Our first implementation used the Goertzel Algorithm to calculate the “carrier” frequency and the heuristic in order to recognize the voice mail sound when the frequency appeared in the audio stream. Alas, this method, although it worked, had serious flaws. If the operator changed the sound signal pattern, then the heuristics “broke” and we needed to manually update it under the new pi-pi-pi-pi-pi-pi. False positives were much worse: “tricky” signals at two frequencies were difficult to distinguish from the human voice and showed voice mail where a real person actually responded. Customers wanted reliability.
Deep Learning. Deep Learning Everywhere
Having failed with the usual math, we decided that we should try to multiply the matrices. After all, this is not just math, but Deep Learning and Artificial Intelligence!

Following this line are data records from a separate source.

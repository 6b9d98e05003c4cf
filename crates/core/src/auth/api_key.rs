//! API Key authentication.

use async_trait::async_trait;
use std::collections::HashMap;

use super::{AuthError, AuthRequest, Authenticator, Identity};

/// Authenticator that validates requests against per-owner API keys.
///
/// Accepts the key in either:
/// - `Authorization: Bearer <key>` header
/// - `X-API-Key: <key>` header
///
/// The identity's user id is the owner the key belongs to.
pub struct ApiKeyAuthenticator {
    /// Owner id → key.
    keys: HashMap<String, String>,
}

impl ApiKeyAuthenticator {
    pub fn new(keys: HashMap<String, String>) -> Self {
        Self { keys }
    }

    /// Extract API key from request headers.
    /// Checks Authorization: Bearer and X-API-Key headers.
    fn extract_key(&self, request: &AuthRequest) -> Option<String> {
        // Check Authorization: Bearer <key>
        if let Some(auth_header) = request.headers.get("authorization") {
            if let Some(key) = auth_header.strip_prefix("Bearer ") {
                return Some(key.to_string());
            }
            // Also support lowercase
            if let Some(key) = auth_header.strip_prefix("bearer ") {
                return Some(key.to_string());
            }
        }

        // Check X-API-Key header
        if let Some(key) = request.headers.get("x-api-key") {
            return Some(key.clone());
        }

        None
    }
}

#[async_trait]
impl Authenticator for ApiKeyAuthenticator {
    async fn authenticate(&self, request: &AuthRequest) -> Result<Identity, AuthError> {
        let provided_key = self
            .extract_key(request)
            .ok_or(AuthError::NotAuthenticated)?;

        // Every key is compared so the lookup time does not depend on which owner matched.
        let mut owner = None;
        for (owner_id, key) in &self.keys {
            if constant_time_eq(provided_key.as_bytes(), key.as_bytes()) {
                owner = Some(owner_id);
            }
        }

        match owner {
            Some(owner_id) => Ok(Identity {
                user_id: owner_id.clone(),
                method: "api_key".to_string(),
            }),
            None => Err(AuthError::InvalidCredentials("Invalid API key".to_string())),
        }
    }

    fn method_name(&self) -> &'static str {
        "api_key"
    }
}

/// Constant-time byte comparison to prevent timing attacks.
fn constant_time_eq(a: &[u8], b: &[u8]) -> bool {
    if a.len() != b.len() {
        return false;
    }

    let mut result = 0u8;
    for (x, y) in a.iter().zip(b.iter()) {
        result |= x ^ y;
    }
    result == 0
}

#[cfg(test)]
mod tests {
    use super::*;
    use std::net::IpAddr;

    fn authenticator() -> ApiKeyAuthenticator {
        ApiKeyAuthenticator::new(HashMap::from([
            ("alice".to_string(), "secret-key-123".to_string()),
            ("bob".to_string(), "other-key-456".to_string()),
        ]))
    }

    fn make_request(headers: Vec<(&str, &str)>) -> AuthRequest {
        AuthRequest {
            headers: headers
                .into_iter()
                .map(|(k, v)| (k.to_lowercase(), v.to_string()))
                .collect(),
            source_ip: "127.0.0.1".parse::<IpAddr>().unwrap(),
        }
    }

    #[tokio::test]
    async fn test_bearer_token_valid() {
        let auth = authenticator();
        let request = make_request(vec![("Authorization", "Bearer secret-key-123")]);

        let identity = auth.authenticate(&request).await.unwrap();

        assert_eq!(identity.user_id, "alice");
        assert_eq!(identity.method, "api_key");
    }

    #[tokio::test]
    async fn test_x_api_key_header_valid() {
        let auth = authenticator();
        let request = make_request(vec![("X-API-Key", "secret-key-123")]);

        let identity = auth.authenticate(&request).await.unwrap();

        assert_eq!(identity.user_id, "alice");
        assert_eq!(identity.method, "api_key");
    }

    #[tokio::test]
    async fn test_invalid_key() {
        let auth = authenticator();
        let request = make_request(vec![("Authorization", "Bearer wrong-key")]);

        let result = auth.authenticate(&request).await;

        assert!(matches!(result, Err(AuthError::InvalidCredentials(_))));
    }

    #[tokio::test]
    async fn test_missing_header() {
        let auth = authenticator();
        let request = make_request(vec![]);

        let result = auth.authenticate(&request).await;

        assert!(matches!(result, Err(AuthError::NotAuthenticated)));
    }

    #[tokio::test]
    async fn test_bearer_lowercase() {
        let auth = authenticator();
        let request = make_request(vec![("Authorization", "bearer secret-key-123")]);

        let identity = auth.authenticate(&request).await.unwrap();
        assert_eq!(identity.user_id, "alice");
    }

    #[tokio::test]
    async fn test_key_identifies_owner() {
        let auth = authenticator();
        let request = make_request(vec![("X-API-Key", "other-key-456")]);

        let identity = auth.authenticate(&request).await.unwrap();
        assert_eq!(identity.user_id, "bob");
    }

    #[tokio::test]
    async fn test_key_for_other_owner_is_forbidden() {
        let auth = authenticator();
        let request = make_request(vec![("Authorization", "Bearer secret-key-123")]);

        let identity = auth.authenticate_owner(&request, "alice").await.unwrap();
        assert_eq!(identity.user_id, "alice");

        let err = auth.authenticate_owner(&request, "bob").await.unwrap_err();
        assert!(matches!(err, AuthError::Forbidden { .. }));
        assert_eq!(err.label(), "forbidden");
    }

    #[test]
    fn test_method_name() {
        let auth = authenticator();
        assert_eq!(auth.method_name(), "api_key");
    }

    #[test]
    fn test_constant_time_eq() {
        assert!(constant_time_eq(b"hello", b"hello"));
        assert!(!constant_time_eq(b"hello", b"world"));
        assert!(!constant_time_eq(b"hello", b"hell"));
        assert!(!constant_time_eq(b"", b"x"));
        assert!(constant_time_eq(b"", b""));
    }
}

TensorFlow was installed and work began to boil: the recordings of conversations and voice mails were fed to different models in the hope that they would find patterns that were invisible to us: characteristic time delays, even intonation, a certain set of words, all this.
The very first problem happened with the data: even a few seconds of a voice with a “telephone” frequency of 8 kilohertz are tens of thousands of values. And the more complex the data on which we train the neural network, the more this data is needed for an adequate result. To train a neural network on "raw" data, we would need labeled entries of millions of calls.
Therefore, the data needed to be processed. We connected to Python specific telecom libraries written in C / C ++ and implementing the logic of working with voice: noise reduction, echo cancellation, carrier extraction and many others. After processing, the record turned into a set of parameters, on which the neural network was already trained.
The result immediately became much more fun, and for the next six months we played IT alchemists: we selected a model, processing options for the input data and the results of applying the model, so that, after a few seconds of recording, voice mail was determined. The result was very good - now it is enough to start the conversation without emotionally with the phrase “The subscriber is temporarily unavailable” to receive a notification that the voice mail is most likely on the other side of the handset. And what to do next with the information received, each client decides for himself in cloud-based JavaScript. For a programmer, using a detector looks like this:
Machine learning is a good thing when a task is difficult to formalize with “ordinary” mathematics and if-s. But get ready to play the alchemist: preparing data, choosing a model for a neural network and interpreting the results are areas where there is little “best practice” and you can spend months, if not years, on selecting a working solution.
And you need the marked data. Many marked data. A lot of marked up data. But this is a topic for a separate post.